Records for this exercise below:
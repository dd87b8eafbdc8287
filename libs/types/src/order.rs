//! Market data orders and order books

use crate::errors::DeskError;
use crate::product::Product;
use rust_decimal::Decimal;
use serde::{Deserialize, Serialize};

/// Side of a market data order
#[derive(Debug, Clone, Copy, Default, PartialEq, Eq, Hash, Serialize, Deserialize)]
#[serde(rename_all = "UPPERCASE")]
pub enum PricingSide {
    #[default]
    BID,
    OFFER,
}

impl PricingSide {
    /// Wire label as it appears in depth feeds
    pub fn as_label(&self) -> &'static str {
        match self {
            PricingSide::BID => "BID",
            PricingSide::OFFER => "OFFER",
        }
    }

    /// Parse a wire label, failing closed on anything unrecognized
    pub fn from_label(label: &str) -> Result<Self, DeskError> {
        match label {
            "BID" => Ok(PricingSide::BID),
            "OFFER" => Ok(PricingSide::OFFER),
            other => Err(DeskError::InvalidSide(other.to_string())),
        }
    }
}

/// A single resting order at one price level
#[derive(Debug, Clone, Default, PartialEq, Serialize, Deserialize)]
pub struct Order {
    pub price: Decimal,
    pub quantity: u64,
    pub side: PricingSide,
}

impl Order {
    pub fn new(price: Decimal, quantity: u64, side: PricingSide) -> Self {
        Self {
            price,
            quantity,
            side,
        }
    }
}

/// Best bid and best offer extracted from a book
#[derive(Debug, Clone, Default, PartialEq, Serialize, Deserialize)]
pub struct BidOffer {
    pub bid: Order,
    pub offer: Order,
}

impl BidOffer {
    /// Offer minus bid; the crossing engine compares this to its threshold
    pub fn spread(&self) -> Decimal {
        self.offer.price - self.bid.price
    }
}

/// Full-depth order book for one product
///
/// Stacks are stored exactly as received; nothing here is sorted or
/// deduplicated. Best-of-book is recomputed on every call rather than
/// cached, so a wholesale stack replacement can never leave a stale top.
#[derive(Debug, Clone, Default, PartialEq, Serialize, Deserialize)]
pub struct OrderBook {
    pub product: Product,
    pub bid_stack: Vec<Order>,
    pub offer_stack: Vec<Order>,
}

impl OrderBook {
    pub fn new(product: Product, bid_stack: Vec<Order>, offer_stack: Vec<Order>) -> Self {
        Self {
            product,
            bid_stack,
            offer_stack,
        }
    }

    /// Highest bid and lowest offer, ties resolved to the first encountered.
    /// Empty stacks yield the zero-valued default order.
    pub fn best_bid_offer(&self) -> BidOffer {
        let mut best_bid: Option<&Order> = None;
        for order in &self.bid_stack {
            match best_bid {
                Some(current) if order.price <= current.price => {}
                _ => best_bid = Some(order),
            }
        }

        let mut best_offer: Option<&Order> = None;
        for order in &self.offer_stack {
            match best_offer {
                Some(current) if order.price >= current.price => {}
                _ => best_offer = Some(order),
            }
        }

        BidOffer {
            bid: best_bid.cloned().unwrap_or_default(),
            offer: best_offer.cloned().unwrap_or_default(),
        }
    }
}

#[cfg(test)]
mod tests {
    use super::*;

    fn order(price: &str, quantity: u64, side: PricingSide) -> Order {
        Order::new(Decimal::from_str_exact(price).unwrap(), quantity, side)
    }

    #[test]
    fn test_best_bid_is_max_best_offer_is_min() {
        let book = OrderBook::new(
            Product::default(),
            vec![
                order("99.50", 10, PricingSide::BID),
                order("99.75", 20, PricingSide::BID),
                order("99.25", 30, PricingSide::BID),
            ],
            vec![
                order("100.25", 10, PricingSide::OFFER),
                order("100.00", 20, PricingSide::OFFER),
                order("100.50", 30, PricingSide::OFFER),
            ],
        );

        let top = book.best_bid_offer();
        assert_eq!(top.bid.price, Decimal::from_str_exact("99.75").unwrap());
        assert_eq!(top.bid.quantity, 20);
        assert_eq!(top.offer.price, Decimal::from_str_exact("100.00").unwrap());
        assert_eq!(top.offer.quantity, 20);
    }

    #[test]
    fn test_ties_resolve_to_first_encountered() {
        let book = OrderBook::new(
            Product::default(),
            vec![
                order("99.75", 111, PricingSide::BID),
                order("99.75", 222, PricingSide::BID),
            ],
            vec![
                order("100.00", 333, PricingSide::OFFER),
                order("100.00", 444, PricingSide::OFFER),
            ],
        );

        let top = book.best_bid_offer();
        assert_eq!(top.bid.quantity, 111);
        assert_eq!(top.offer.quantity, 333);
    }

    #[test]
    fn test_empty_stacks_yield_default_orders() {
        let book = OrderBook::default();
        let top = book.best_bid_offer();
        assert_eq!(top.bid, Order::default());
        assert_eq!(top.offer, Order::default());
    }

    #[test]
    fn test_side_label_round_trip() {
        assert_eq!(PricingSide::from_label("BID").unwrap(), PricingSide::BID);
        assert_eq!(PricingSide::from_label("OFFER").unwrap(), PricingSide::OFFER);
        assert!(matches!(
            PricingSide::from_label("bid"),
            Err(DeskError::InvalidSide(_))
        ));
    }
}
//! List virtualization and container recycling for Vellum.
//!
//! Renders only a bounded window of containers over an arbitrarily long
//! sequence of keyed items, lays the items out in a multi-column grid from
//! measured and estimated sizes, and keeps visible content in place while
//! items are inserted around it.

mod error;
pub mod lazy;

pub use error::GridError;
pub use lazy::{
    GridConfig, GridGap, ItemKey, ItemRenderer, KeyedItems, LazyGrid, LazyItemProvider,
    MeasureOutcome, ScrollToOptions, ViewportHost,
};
End of Records for this exercise.
Problem details: Word for word, please print every line from the beginning of the records to the line bearing "a market data order", counting both ends and stopping there.

Task answer:
repository dd87b8eafbdc8287
filename libs/types/src/order.rs
//! Market data orders and order books

use crate::errors::DeskError;
use crate::product::Product;
use rust_decimal::Decimal;
use serde::{Deserialize, Serialize};

/// Side of a market data order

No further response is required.